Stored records
┌──

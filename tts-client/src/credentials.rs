//! Ambient credential resolution for Google Cloud.
//!
//! Order: API key (config, then `GOOGLE_API_KEY`), access token (config, then
//! `GOOGLE_OAUTH_ACCESS_TOKEN`), then Application Default Credentials through
//! `gcloud auth application-default print-access-token`.

use reqwest::RequestBuilder;
use std::path::PathBuf;
use tokio::process::Command;

use crate::config::Config;
use crate::error::{Result, TtsError};

pub const API_KEY_ENV: &str = "GOOGLE_API_KEY";
pub const ACCESS_TOKEN_ENV: &str = "GOOGLE_OAUTH_ACCESS_TOKEN";
pub const QUOTA_PROJECT_ENV: &str = "GOOGLE_CLOUD_QUOTA_PROJECT";

/// A resolved credential, ready to attach to requests
#[derive(Clone, PartialEq, Eq)]
pub enum Credential {
    ApiKey(String),
    AccessToken(String),
}

impl std::fmt::Debug for Credential {
    fn fmt(&self, f: &mut std::fmt::Formatter<'_>) -> std::fmt::Result {
        match self {
            Self::ApiKey(_) => f.write_str("ApiKey(..)"),
            Self::AccessToken(_) => f.write_str("AccessToken(..)"),
        }
    }
}

impl Credential {
    /// Whether the key or token is blank
    pub fn is_blank(&self) -> bool {
        match self {
            Self::ApiKey(secret) | Self::AccessToken(secret) => secret.trim().is_empty(),
        }
    }

    /// Attach this credential to an outgoing request
    pub fn apply(&self, builder: RequestBuilder) -> RequestBuilder {
        match self {
            Self::ApiKey(key) => builder.header("x-goog-api-key", key),
            Self::AccessToken(token) => builder.bearer_auth(token),
        }
    }
}

/// Resolve credentials from config, environment, then gcloud
pub async fn resolve_credential(config: &Config) -> Result<Credential> {
    if let Some(credential) = from_static_sources(config, |name| std::env::var(name).ok()) {
        log::debug!("Using {:?} from config or environment", credential);
        return Ok(credential);
    }

    let gcloud = find_gcloud(config.gcloud_path.clone())?;
    log::debug!("Fetching access token via {}", gcloud.display());
    let token = gcloud_access_token(&gcloud).await?;
    Ok(Credential::AccessToken(token))
}

/// Quota project from config or environment
pub fn resolve_quota_project(config: &Config) -> Option<String> {
    config
        .quota_project
        .clone()
        .or_else(|| std::env::var(QUOTA_PROJECT_ENV).ok())
        .filter(|p| !p.trim().is_empty())
}

/// Credentials that need no subprocess: config values first, then environment.
fn from_static_sources(
    config: &Config,
    env: impl Fn(&str) -> Option<String>,
) -> Option<Credential> {
    let non_empty = |value: Option<String>| value.filter(|v| !v.trim().is_empty());

    if let Some(key) = non_empty(config.api_key.clone()).or_else(|| non_empty(env(API_KEY_ENV))) {
        return Some(Credential::ApiKey(key));
    }

    non_empty(config.access_token.clone())
        .or_else(|| non_empty(env(ACCESS_TOKEN_ENV)))
        .map(Credential::AccessToken)
}

fn find_gcloud(configured: Option<PathBuf>) -> Result<PathBuf> {
    match configured {
        Some(path) => {
            if !path.exists() {
                return Err(TtsError::ConfigError(format!(
                    "gcloud not found at specified path: {}",
                    path.display()
                )));
            }
            Ok(path)
        }
        None => which::which("gcloud").map_err(|_| TtsError::MissingCredentials),
    }
}

async fn gcloud_access_token(gcloud: &PathBuf) -> Result<String> {
    let output = Command::new(gcloud)
        .args(["auth", "application-default", "print-access-token"])
        .output()
        .await
        .map_err(|e| TtsError::CredentialCommand(format!("Failed to execute gcloud: {}", e)))?;

    if !output.status.success() {
        let stderr = String::from_utf8_lossy(&output.stderr);
        return Err(TtsError::CredentialCommand(format!(
            "gcloud failed: {}",
            stderr.trim()
        )));
    }

    let token = String::from_utf8(output.stdout)
        .map_err(|e| TtsError::CredentialCommand(format!("Invalid UTF-8: {}", e)))?
        .trim()
        .to_string();

    if token.is_empty() {
        return Err(TtsError::CredentialCommand(
            "gcloud returned an empty access token".into(),
        ));
    }

    Ok(token)
}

└──

Show every line above in which the word "print" is found.

_Solution below_:
//! `gcloud auth application-default print-access-token`.
        .args(["auth", "application-default", "print-access-token"])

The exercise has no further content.